Karol Surówka: Jest też  czynnik ludzki. Kto najczęściej łamie przepisy? Pieszy czy kierowca?

Andrzej Lubertowicz: Prawo o ruchu drogowym nakłada obowiązek zachowania szczególnej ostrożności zarówno na kierowcę jak i na pieszego. Kierowcy oczywiście bezwzględnie nie mogą wyprzedzać przed przejściem i na przejściu, mają bezwzględny obowiązek zmniejszenia prędkości przed przejściem. Pieszy jednak powinien również ocenić np. warunki na drogach - czy nie jest ślisko, jaka jest prędkość, z którą zbliża się samochód itd. Statystyki pokazują, że piesi również często są odpowiedzialni za wypadki, do których dochodzi na przejściach, ale zależy to jednak w dużej mierze od kierowców. Stąd potrzeba wprowadzenia przepisów mówiących o tym, że pierwszeństwo ma pieszy, który oczekuje na przejście.

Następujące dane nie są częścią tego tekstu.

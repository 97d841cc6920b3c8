//! Integration tests for the schema init runner.
//!
//! These tests use the real runner and initializer but swap MongoDB for the
//! in-memory catalog (or a deliberately stalled one) so they run anywhere.

use std::collections::HashMap;
use std::sync::atomic::{AtomicBool, Ordering};
use std::sync::Arc;
use std::time::Duration;

use async_trait::async_trait;
use webhook_schema::{
    CatalogOp, ExistingIndex, InMemoryCatalog, IndexSpec, InitError, SchemaCatalog,
    SortDirection,
};
use webhook_schema_init::{
    connect_and_run, run, BootstrapError, Dependencies, InitConfig, Outcome, RunMode,
};

const DB: &str = "webhook_db";
const COLL: &str = "webhook_requests";
const LIMIT: Duration = Duration::from_secs(30);

fn config(mode: &str) -> InitConfig {
    let vars: HashMap<&str, &str> = HashMap::from([("SCHEMA_INIT_MODE", mode)]);
    InitConfig::from_lookup(|key| vars.get(key).map(|v| v.to_string())).unwrap()
}

fn deps(catalog: &Arc<InMemoryCatalog>, mode: &str) -> Dependencies {
    Dependencies::with_catalog(&config(mode), catalog.clone())
}

// A catalog whose server never answers.
struct StalledCatalog {
    closed: Arc<AtomicBool>,
}

#[async_trait]
impl SchemaCatalog for StalledCatalog {
    async fn ping(&self) -> Result<(), InitError> {
        tokio::time::sleep(Duration::from_secs(3600)).await;
        Ok(())
    }

    async fn collection_exists(&self, _: &str, _: &str) -> Result<bool, InitError> {
        Ok(false)
    }

    async fn create_collection(&self, _: &str, _: &str) -> Result<bool, InitError> {
        panic!("must not mutate after a timeout");
    }

    async fn list_indexes(&self, _: &str, _: &str) -> Result<Vec<ExistingIndex>, InitError> {
        Ok(Vec::new())
    }

    async fn create_index(&self, _: &str, _: &str, _: &IndexSpec) -> Result<String, InitError> {
        panic!("must not mutate after a timeout");
    }

    async fn close(&self) {
        self.closed.store(true, Ordering::SeqCst);
    }
}

#[tokio::test]
async fn test_apply_on_empty_server() {
    let catalog = Arc::new(InMemoryCatalog::new());
    let outcome = run(deps(&catalog, "apply"), RunMode::Apply, LIMIT)
        .await
        .unwrap();

    match outcome {
        Outcome::Initialized(report) => {
            assert!(report.collection_created);
            assert_eq!(report.created.len(), 4);
        }
        other => panic!("unexpected outcome {:?}", other),
    }
    assert_eq!(catalog.indexes(DB, COLL).await.len(), 5);
    assert!(catalog.is_closed());
}

#[tokio::test]
async fn test_apply_twice_leaves_same_state() {
    let catalog = Arc::new(InMemoryCatalog::new());
    run(deps(&catalog, "apply"), RunMode::Apply, LIMIT)
        .await
        .unwrap();
    let state = catalog.indexes(DB, COLL).await;

    let outcome = run(deps(&catalog, "apply"), RunMode::Apply, LIMIT)
        .await
        .unwrap();
    let Outcome::Initialized(report) = outcome else {
        panic!("expected an initialization report");
    };
    assert!(report.created.is_empty());
    assert_eq!(catalog.indexes(DB, COLL).await, state);
}

#[tokio::test]
async fn test_check_reports_drift_without_changes() {
    let catalog = Arc::new(InMemoryCatalog::new().with_collection(DB, COLL, 10));
    let err = run(deps(&catalog, "check"), RunMode::Check, LIMIT)
        .await
        .unwrap_err();

    match &err {
        BootstrapError::Drift {
            collection_missing,
            pending,
        } => {
            assert!(!collection_missing);
            assert_eq!(pending.len(), 4);
        }
        other => panic!("unexpected error {:?}", other),
    }
    assert_eq!(err.exit_code(), 5);
    assert_eq!(catalog.mutation_count(), 0);
    assert!(catalog.is_closed());
}

#[tokio::test]
async fn test_check_after_apply_is_up_to_date() {
    let catalog = Arc::new(InMemoryCatalog::new());
    run(deps(&catalog, "apply"), RunMode::Apply, LIMIT)
        .await
        .unwrap();

    let outcome = run(deps(&catalog, "check"), RunMode::Check, LIMIT)
        .await
        .unwrap();
    assert!(matches!(outcome, Outcome::Checked(plan) if plan.is_up_to_date()));
}

#[tokio::test]
async fn test_conflict_fails_and_closes() {
    let reversed = IndexSpec::single("method", SortDirection::Descending).unwrap();
    let catalog = Arc::new(InMemoryCatalog::new().with_index(
        DB,
        COLL,
        ExistingIndex::from_spec(&reversed),
    ));
    let err = run(deps(&catalog, "apply"), RunMode::Apply, LIMIT)
        .await
        .unwrap_err();

    assert_eq!(err.exit_code(), 4);
    assert_eq!(catalog.mutation_count(), 0);
    assert!(catalog.is_closed());
}

#[tokio::test]
async fn test_connection_refused_fails_and_closes() {
    let catalog = Arc::new(
        InMemoryCatalog::new().with_failure(CatalogOp::Ping, InitError::connection("refused")),
    );
    let err = run(deps(&catalog, "apply"), RunMode::Apply, LIMIT)
        .await
        .unwrap_err();

    assert!(matches!(
        err,
        BootstrapError::Init(InitError::ConnectionError(_))
    ));
    assert_eq!(err.exit_code(), 2);
    assert!(catalog.is_closed());
}

#[tokio::test(start_paused = true)]
async fn test_timeout_is_connection_error() {
    let closed = Arc::new(AtomicBool::new(false));
    let catalog = Arc::new(StalledCatalog {
        closed: closed.clone(),
    });
    let deps = Dependencies::with_catalog(&config("apply"), catalog);

    let err = run(deps, RunMode::Apply, Duration::from_secs(5))
        .await
        .unwrap_err();

    match err {
        BootstrapError::Init(InitError::ConnectionError(msg)) => assert!(msg.contains("5s")),
        other => panic!("unexpected error {:?}", other),
    }
    assert!(closed.load(Ordering::SeqCst));
}

#[tokio::test(start_paused = true)]
async fn test_slow_connect_counts_against_limit() {
    let connect = async {
        tokio::time::sleep(Duration::from_secs(3600)).await;
        let catalog = Arc::new(InMemoryCatalog::new());
        Ok::<_, BootstrapError>(Dependencies::with_catalog(&config("apply"), catalog))
    };

    let err = connect_and_run(connect, RunMode::Apply, Duration::from_secs(5))
        .await
        .unwrap_err();

    assert!(matches!(
        err,
        BootstrapError::Init(InitError::ConnectionError(ref msg)) if msg.contains("5s")
    ));
    assert_eq!(err.exit_code(), 2);
}

#[tokio::test(start_paused = true)]
async fn test_connect_time_is_deducted_from_run_limit() {
    let closed = Arc::new(AtomicBool::new(false));
    let stalled = Arc::new(StalledCatalog {
        closed: closed.clone(),
    });
    let connect = async move {
        tokio::time::sleep(Duration::from_secs(4)).await;
        Ok::<_, BootstrapError>(Dependencies::with_catalog(&config("apply"), stalled))
    };

    let started = tokio::time::Instant::now();
    let err = connect_and_run(connect, RunMode::Apply, Duration::from_secs(5))
        .await
        .unwrap_err();

    assert_eq!(err.exit_code(), 2);
    assert!(started.elapsed() < Duration::from_secs(6));
    assert!(closed.load(Ordering::SeqCst));
}

#[tokio::test]
async fn test_connect_and_run_applies_schema() {
    let catalog = Arc::new(InMemoryCatalog::new());
    let connect = async { Ok::<_, BootstrapError>(deps(&catalog, "apply")) };

    let outcome = connect_and_run(connect, RunMode::Apply, LIMIT).await.unwrap();

    assert!(matches!(outcome, Outcome::Initialized(ref report) if report.created.len() == 4));
    assert!(catalog.is_closed());
}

Karol Surówka: Ze statystyk policyjnych wynika, że co drugi pieszy, który ginie na drodze, to osoba powyżej 60. roku życia. Wygląda na to, że po prostu nie zdążąją przebiec przez przejście.

Andrzej Lubertowicz: I na pewno znają przepisy znacznie gorzej, niż powinien znać kierowca. To właśnie na kierowcach więc ciąży większa odpowiedzialność i obowiązek zachowania ostrożności, bo podczas zderzenia samochodu z pieszym to pieszy jest poszkodowany, a kierowca wychodzi cało.